Esses institutos desprisionalizadores reduzem as hipóteses de aplicação da pena
privativa de liberdade em relação a determinadas pessoas, como é o caso dos condutores de veículo
e dos autores de condutas praticadas sem violência ou grave ameaça à pessoa, que, em regra, são
beneficiados pela substituição da pena privativa de liberdade por outras modalidades punitivas, de
modo a que as vagas nos estabelecimentos prisionais sejam direcionadas para outros condenados,
sobretudo aos reincidentes em crimes dolosos, em relação aos quais prepondera o uso da pena de
prisão.

4.3 As possibilidades de reprogramação histórica do direito penal

Esse olhar para o passado e a reconstrução das condições que propiciaram as


transformações históricas já ocorridas nas sanções penais possibilitam não somente a visualização
das tendências dessas transformações e das condições que as favoreceram mas, também, das
transformações que são possíveis e viáveis no campo das ideias, da legislação penal e das práticas
punitivas, e daquelas que, se propostas, estarão na contramão dessas tendências.
Dito de outra forma, se é possível constatar, por um lado, uma tendência à abolição ou à
minimização do uso da pena de morte, das penas corporais e da prisão perpétua em diversos países
ocidentais, por força das condições políticas, filosóficas, sociológicas e econômicas desses países, a
propositura do retorno dessas espécies de sanções não poderá deixar de levar em consideração essas
condições. Por outro lado, se a história da programação normativa internacional retrata um estímulo
à abolição dessas práticas punitivas, qualquer alteração legislativa interna contrária seria uma
afronta a essa tendência normativa.
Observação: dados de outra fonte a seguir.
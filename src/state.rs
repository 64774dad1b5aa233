use std::sync::{Mutex, MutexGuard};

use actix_web::web;
use tracing::error;

use crate::error::{AppError, StorageError};
use crate::schemas::Session;
use crate::storage::{self, KeyValueStore};

pub struct AppState {
    session: Mutex<Session>,
    store: Box<dyn KeyValueStore>,
}

impl AppState {
    /// Loads the stored session once at startup.
    pub fn load(store: Box<dyn KeyValueStore>) -> Result<Self, StorageError> {
        let session = storage::load_session(store.as_ref())?;
        Ok(AppState {
            session: Mutex::new(session),
            store,
        })
    }

    fn lock(&self) -> MutexGuard<'_, Session> {
        self.session.lock().unwrap_or_else(|e| e.into_inner())
    }

    pub fn snapshot(&self) -> Session {
        self.lock().clone()
    }

    pub fn store(&self) -> &dyn KeyValueStore {
        self.store.as_ref()
    }

    /// Runs `operation` on a copy of the session, saves the copy and only then
    /// swaps it in. A rejected operation or failed save changes nothing.
    pub fn mutate<T, E>(
        &self,
        operation: impl FnOnce(&mut Session) -> Result<T, E>,
    ) -> Result<T, AppError>
    where
        AppError: From<E>,
    {
        let mut current = self.lock();
        let mut next = current.clone();
        let value = operation(&mut next)?;
        if let Err(err) = storage::save_session(self.store(), &next) {
            error!(error = %err, "failed to save session");
            return Err(err.into());
        }
        *current = next;
        Ok(value)
    }
}

/// [`AppState::mutate`] on actix's blocking pool, keeping file io off the
/// request workers.
pub async fn mutate_blocking<T, E, F>(
    state: &web::Data<AppState>,
    operation: F,
) -> Result<T, AppError>
where
    F: FnOnce(&mut Session) -> Result<T, E> + Send + 'static,
    T: Send + 'static,
    E: Send + 'static,
    AppError: From<E>,
{
    let state = state.clone();
    web::block(move || state.mutate(operation)).await?
}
Não é por acaso que, Eugenio Raúl Zaffaroni, Professor de
Direito Penal da Universidade de Buenos Aires e Juiz da Corte Interamericana de Direitos
Humanos, no prólogo da obra "Matrizes Ibéricas do Sistema Penal Brasileiro - I", escrita por Nilo
Batista, afirmou que "o único modo de poder arriscar algum prognóstico sobre o destino do poder
punitivo é a reflexão sobre as condições em que se originou e se desenvolveu, junto a um
diagnóstico muito claro das circunstâncias presentes e de sua projeção imediata". (ZAFFARONI,
2000, p. 14).
Assim, além de um olhar para o passado, sobre como ocorreu a construção do direito
penal dos diversos países, a pesquisa histórica do direito penal, por meio dos seus diversos enfoques

22
e das suas três vertentes, permite que se faça uma reprogramação histórica, isto é, um
redirecionamento das ideias, da legislação penal e das práticas punitivas, o que, talvez, seja a
principal tarefa de qualquer estudo histórico. Isso é possível pela constatação dos pontos de
convergência e de divergência entre as diversas ideias, as diversas legislações penais e das
principais práticas adotadas no mundo.

5 CONCLUSÕES

De tudo o que foi dito, é possível concluir que: 1) a pesquisa histórica do direito penal,
além de necessária, é uma atividade complexa, uma vez que se realiza com vários enfoques,
porquanto tem distintas abrangências e diversos atores e objetos; 2) as vertentes dessa pesquisa,
também, são diversas, merecendo destaque a documentação oficial, as ideias ou o pensamento
jurídico-penal e as práticas punitivas cotidianas; e 3) a investigação da história do direito penal
brasileiro deve ser integrada, ou seja, deve levar em consideração as influências recíprocas entre
essas vertentes, o que possibilitará a constatação das tendências das transformações históricas e das
possibilidades de reprogramação da legislação penal, das ideias e das práticas punitivas cotidianas.